Gentlemen's Quarterly magazine gave up all pretense of being gentleman-like when it hired Keith Olbermann (who has since returned to ESPN) and the profane writer Drew Magary (see photograph). The latter is holding down the fort outrageously, as evidenced by a torrent of language not fit for men, women or children. On the day the NFL preseason opened with the annual Hall of Fame game in Canton, Ohio, Magary threw every vile insult at President Donald Trump, Dallas Cowboys' owner Jerry Jones and those opposed to NFL protests imaginable.
In his GQ post, The NFL isn't Ready for How Big of a Disaster This Season will be, Magary writes that he doesn't want to hear about NFL protests, then subjects his readers to a disgusting, vile torrent of hate toward those opposed to them:
"President Trump has two hobbyhorses that he clings to in this, his dreadful, seemingly endless existence. The first is saying the most racist shit possible about immigrants or about people who, to him, look like immigrants. The other is the national anthem. The man already told Cowboys owner and sun-baked penis lizard Jerry Jones that the anthem was a winning issue for him, and this is a man who has no compunction whatsoever about repeating himself."
Magary mentions the NFL's suspension of its short-lived policy banning anthem protests and Jones' proclamation that if you're a Cowboys' player, you will stand toe the line. "That was enough to get the president’s flag boner to stir and get him tweeting from the shitter yet again":
Bulldozing ahead, Magary wrote the NFL owners could have offered the players something to get them to stand for the anthem, as NBA players do, "but their greed and their lust for bullying their own players apparently prevented that from happening. As a result, nothing is going to stop these pregame festivities from being a lightning magnet for opportunists, racists, and grandstanding assholes."
Magary predicts September's early season games are "going to suck and ratings will go down a bit because of it":
"A few players will demonstrate during the anthem, the Eye of Sauron will fall upon them, and then Trump will hammer the NFL day after day, constructing his own reality in which NFL ratings are down because of the anthem and because he willed them to be, and not because of the game’s much more obvious shortcomings. This will be ALL YOU FUCKING HEAR ABOUT all fall. Whatever brilliant spurts of football happen to occur in between all those flags and all that bloviating will be fleeting…as difficult to recall as your own dreams. The NFL, through its own patriotic machinations, has unwittingly found itself as the main conduit of the culture wars, and it will remain there all season long, with the games themselves serving as an inadequate respite. It’s going to be awful."

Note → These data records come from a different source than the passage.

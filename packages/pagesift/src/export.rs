//! Export a batch result to JSON or CSV.
//!
//! Format is selected by the output path's extension. Rows are the
//! flattened per-URL view from [`ExtractionOutcome::to_json`]: payload
//! fields plus `url` for successes; `url`, `error`, `error_kind`, and any
//! raw diagnostic for failures.

use std::collections::BTreeSet;
use std::path::Path;

use serde_json::Value;

use crate::error::ExportError;
use crate::types::{BatchResult, ExtractionOutcome};

/// Supported export formats.
#[derive(Debug, Clone, Copy, PartialEq, Eq)]
pub enum ExportFormat {
    Json,
    Csv,
}

impl ExportFormat {
    /// Infer the format from a path's extension.
    pub fn from_path(path: &Path) -> Result<Self, ExportError> {
        let extension = path
            .extension()
            .and_then(|e| e.to_str())
            .unwrap_or_default()
            .to_ascii_lowercase();

        match extension.as_str() {
            "json" => Ok(ExportFormat::Json),
            "csv" => Ok(ExportFormat::Csv),
            other => Err(ExportError::UnsupportedFormat {
                extension: if other.is_empty() {
                    "(none)".to_string()
                } else {
                    format!(".{}", other)
                },
            }),
        }
    }
}

/// Write a batch result to `path`, choosing the format by extension.
pub fn export_results(result: &BatchResult, path: &Path) -> Result<(), ExportError> {
    let rendered = match ExportFormat::from_path(path)? {
        ExportFormat::Json => render_json(result)?,
        ExportFormat::Csv => render_csv(result),
    };
    std::fs::write(path, rendered)?;
    Ok(())
}

/// Render the result as a pretty-printed JSON array of per-URL rows.
pub fn render_json(result: &BatchResult) -> Result<String, ExportError> {
    let rows: Vec<Value> = result.iter().map(ExtractionOutcome::to_json).collect();
    Ok(serde_json::to_string_pretty(&rows)?)
}

/// Render the result as CSV.
///
/// The header is the sorted union of keys across all rows; complex values
/// are JSON-encoded into their cells, nulls become empty cells.
pub fn render_csv(result: &BatchResult) -> String {
    let rows: Vec<Value> = result.iter().map(ExtractionOutcome::to_json).collect();

    let mut columns: BTreeSet<String> = BTreeSet::new();
    for row in &rows {
        if let Value::Object(map) = row {
            columns.extend(map.keys().cloned());
        }
    }
    let columns: Vec<String> = columns.into_iter().collect();

    let mut out = String::new();
    out.push_str(
        &columns
            .iter()
            .map(|c| csv_cell(c))
            .collect::<Vec<_>>()
            .join(","),
    );
    out.push('\n');

    for row in &rows {
        let cells: Vec<String> = columns
            .iter()
            .map(|column| {
                let value = row.get(column).unwrap_or(&Value::Null);
                csv_cell(&csv_value(value))
            })
            .collect();
        out.push_str(&cells.join(","));
        out.push('\n');
    }

    out
}

/// Flatten a JSON value into CSV cell text.
fn csv_value(value: &Value) -> String {
    match value {
        Value::Null => String::new(),
        Value::String(s) => s.clone(),
        Value::Bool(b) => b.to_string(),
        Value::Number(n) => n.to_string(),
        // Arrays and objects keep their JSON encoding inside the cell
        other => other.to_string(),
    }
}

/// Quote a cell when it contains a delimiter, quote, or newline.
fn csv_cell(text: &str) -> String {
    if text.contains(',') || text.contains('"') || text.contains('\n') || text.contains('\r') {
        format!("\"{}\"", text.replace('"', "\"\""))
    } else {
        text.to_string()
    }
}

#[cfg(test)]
mod tests {
    use super::*;
    use crate::error::{FetchError, ItemError};
    use indexmap::IndexMap;
    use serde_json::json;

    fn sample_result() -> BatchResult {
        let mut fields = IndexMap::new();
        fields.insert("title".to_string(), json!("Widget, deluxe"));
        fields.insert("price".to_string(), json!(9.99));
        fields.insert("tags".to_string(), json!(["a", "b"]));

        BatchResult::new(vec![
            ExtractionOutcome::success("https://a.example", fields, false),
            ExtractionOutcome::failure(
                "https://b.example",
                ItemError::Fetch(FetchError::Status {
                    url: "https://b.example".into(),
                    status: 500,
                }),
                false,
            ),
        ])
    }

    #[test]
    fn format_from_path() {
        assert_eq!(
            ExportFormat::from_path(Path::new("out.json")).unwrap(),
            ExportFormat::Json
        );
        assert_eq!(
            ExportFormat::from_path(Path::new("out.CSV")).unwrap(),
            ExportFormat::Csv
        );
        assert!(matches!(
            ExportFormat::from_path(Path::new("out.xlsx")),
            Err(ExportError::UnsupportedFormat { .. })
        ));
        assert!(ExportFormat::from_path(Path::new("out")).is_err());
    }

    #[test]
    fn json_rows() {
        let rendered = render_json(&sample_result()).unwrap();
        let parsed: Vec<Value> = serde_json::from_str(&rendered).unwrap();

        assert_eq!(parsed.len(), 2);
        assert_eq!(parsed[0]["title"], json!("Widget, deluxe"));
        assert_eq!(parsed[0]["url"], json!("https://a.example"));
        assert_eq!(parsed[1]["error_kind"], json!("fetch_error"));
    }

    #[test]
    fn csv_header_is_key_union() {
        let rendered = render_csv(&sample_result());
        let header = rendered.lines().next().unwrap();

        // Sorted union across success and failure rows
        assert_eq!(header, "error,error_kind,price,tags,title,url");
    }

    #[test]
    fn csv_quotes_and_encodes_complex_values() {
        let rendered = render_csv(&sample_result());
        let lines: Vec<&str> = rendered.lines().collect();

        // Success row: comma inside the title forces quoting, array is JSON
        assert!(lines[1].contains("\"Widget, deluxe\""));
        assert!(lines[1].contains("\"[\"\"a\"\",\"\"b\"\"]\""));
        // Failure row has empty payload cells and a populated error column
        assert!(lines[2].contains("fetch_error"));
    }

    #[test]
    fn export_writes_file() {
        let path = std::env::temp_dir().join(format!("pagesift-export-{}.json", std::process::id()));
        export_results(&sample_result(), &path).unwrap();

        let contents = std::fs::read_to_string(&path).unwrap();
        assert!(contents.contains("https://a.example"));
        std::fs::remove_file(&path).ok();
    }
}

The worst part of it, Magary fumes, is that it was all preventable. The NFL could have avoided "this anthem shit entirely if they had worked with the players to institute an anthem policy everyone could live with (or, better yet, if they ditched the goddamn pageantry altogether)."
That did not happen, because "the NFL possesses a near-superhuman tone-deafness and because it is terminally incapable of taking away the correct lessons from a PR crisis. And both the players and you, the viewer at home, will bear the brunt of that idiocy. The result is a coming 2018 season that promises to be more divisive and slovenly than any that came before it."
Complaining about the NFL has become a national pastime, Magary writes. Between the issues surrounding concussions, what is a catch and the protests, the league is "giving endless amounts of oxygen to distractions they claim to abhor, and soon the politicization of the NFL will be all that’s left. And the NFL owners are making too much money to care."
Angry as he is at the NFL, Magary will keep watching, "stupidly hoping my team will win and that the NFL will get its head out of its ass. But by now, it’s clear that it’ll take a true catastrophe for the latter to occur, and that’s exactly what the NFL has coming its way in roughly five weeks. They can’t say no one warned them."
The NFL is a catastrophe, though not because of the patriotic Americans who have been insulted throughout the past two seasons. But catastrophe is also the right word for the subterranean level of the so-called "gutter journalism" practiced at GQ.